# ASSIGNMENT
In the records that follow, locate every line with "NotificationCenter" and extract it.

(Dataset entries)
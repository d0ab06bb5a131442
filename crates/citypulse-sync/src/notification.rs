//! Single-slot notification queue with a cancellable auto-hide.
//!
//! At most one notification occupies the slot. `show` replaces whatever is
//! there and reschedules the hide; the previous hide task is aborted, so
//! only the latest call's timer can ever clear the slot. Writing the slot
//! and swapping the timer happen under the same lock, so concurrent `show`
//! calls from different threads cannot leave the slot holding one
//! notification while the timer belongs to another. Hide tasks also check
//! the notification id before clearing, so a late timer is harmless.

use std::sync::{Arc, Mutex, MutexGuard, PoisonError, Weak};
use std::time::Duration;

use chrono::{TimeDelta, Utc};
use citypulse_types::{Notification, NotificationId, NotificationKind};
use tokio::sync::watch;
use tokio::task::AbortHandle;

/// Shared handle to the notification slot.
#[derive(Debug, Clone)]
pub struct NotificationCenter {
    inner: Arc<Inner>,
}

#[derive(Debug)]
struct Inner {
    slot: watch::Sender<Option<Notification>>,
    pending_hide: Mutex<Option<AbortHandle>>,
    display: Duration,
}

impl NotificationCenter {
    /// An empty slot whose notifications stay visible for `display`.
    pub fn new(display: Duration) -> Self {
        let (slot, _) = watch::channel(None);
        Self {
            inner: Arc::new(Inner {
                slot,
                pending_hide: Mutex::new(None),
                display,
            }),
        }
    }

    /// Show a notification, replacing the current one.
    ///
    /// Must be called from within a tokio runtime for the auto-hide to be
    /// scheduled. Outside a runtime the notification stays until replaced
    /// or dismissed.
    pub fn show(&self, message: impl Into<String>, kind: NotificationKind) -> NotificationId {
        let id = NotificationId::new();
        let expires_at = TimeDelta::from_std(self.inner.display)
            .ok()
            .and_then(|delta| Utc::now().checked_add_signed(delta))
            .unwrap_or_else(Utc::now);
        let notification = Notification {
            id,
            message: message.into(),
            kind,
            visible: true,
            expires_at,
        };

        tracing::debug!(
            notification_id = %id,
            kind = ?notification.kind,
            message = %notification.message,
            "showing notification"
        );

        // The slot write and the timer swap happen under one lock, so the
        // pending hide always belongs to the notification in the slot.
        let mut pending = self.inner.lock_pending();
        self.inner.slot.send_replace(Some(notification));
        let next = self.spawn_hide(id);
        if let Some(previous) = std::mem::replace(&mut *pending, next) {
            previous.abort();
        }
        id
    }

    /// Hide the current notification and cancel its auto-hide.
    pub fn dismiss(&self) {
        let mut pending = self.inner.lock_pending();
        abort_pending(&mut pending);
        self.inner.hide(None);
    }

    /// Hide the current notification only if it is still `id`.
    ///
    /// Returns `true` if the notification was hidden. A close action from
    /// an older notification cannot clear a newer one.
    pub fn dismiss_if(&self, id: NotificationId) -> bool {
        let mut pending = self.inner.lock_pending();
        let hidden = self.inner.hide(Some(id));
        if hidden {
            abort_pending(&mut pending);
        }
        hidden
    }

    /// The notification in the slot, visible or not.
    pub fn current(&self) -> Option<Notification> {
        self.inner.slot.borrow().clone()
    }

    /// The notification currently displayed, if any.
    pub fn visible(&self) -> Option<Notification> {
        self.inner
            .slot
            .borrow()
            .as_ref()
            .filter(|n| n.visible)
            .cloned()
    }

    /// Receiver that observes every change of the slot.
    pub fn subscribe(&self) -> watch::Receiver<Option<Notification>> {
        self.inner.slot.subscribe()
    }

    /// Cancel any pending auto-hide without touching the slot.
    pub fn shutdown(&self) {
        abort_pending(&mut self.inner.lock_pending());
    }

    /// Start the hide timer for `id`. Returns `None` outside a runtime.
    fn spawn_hide(&self, id: NotificationId) -> Option<AbortHandle> {
        let Ok(runtime) = tokio::runtime::Handle::try_current() else {
            tracing::warn!(notification_id = %id, "no runtime; notification will not auto-hide");
            return None;
        };

        let weak: Weak<Inner> = Arc::downgrade(&self.inner);
        let display = self.inner.display;
        let task = runtime.spawn(async move {
            tokio::time::sleep(display).await;
            if weak.upgrade().is_some_and(|inner| inner.hide(Some(id))) {
                tracing::debug!(notification_id = %id, "notification expired");
            }
        });
        Some(task.abort_handle())
    }
}

impl Inner {
    fn lock_pending(&self) -> MutexGuard<'_, Option<AbortHandle>> {
        self.pending_hide
            .lock()
            .unwrap_or_else(PoisonError::into_inner)
    }

    /// Mark the slot hidden. With `Some(id)`, only if the slot holds `id`.
    fn hide(&self, only: Option<NotificationId>) -> bool {
        self.slot.send_if_modified(|slot| match slot {
            Some(current) if current.visible && only.is_none_or(|id| id == current.id) => {
                current.visible = false;
                true
            }
            _ => false,
        })
    }
}

fn abort_pending(pending: &mut Option<AbortHandle>) {
    if let Some(handle) = pending.take() {
        handle.abort();
    }
}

# SOLUTION TO THIS PROBLEM
pub struct NotificationCenter {
impl NotificationCenter {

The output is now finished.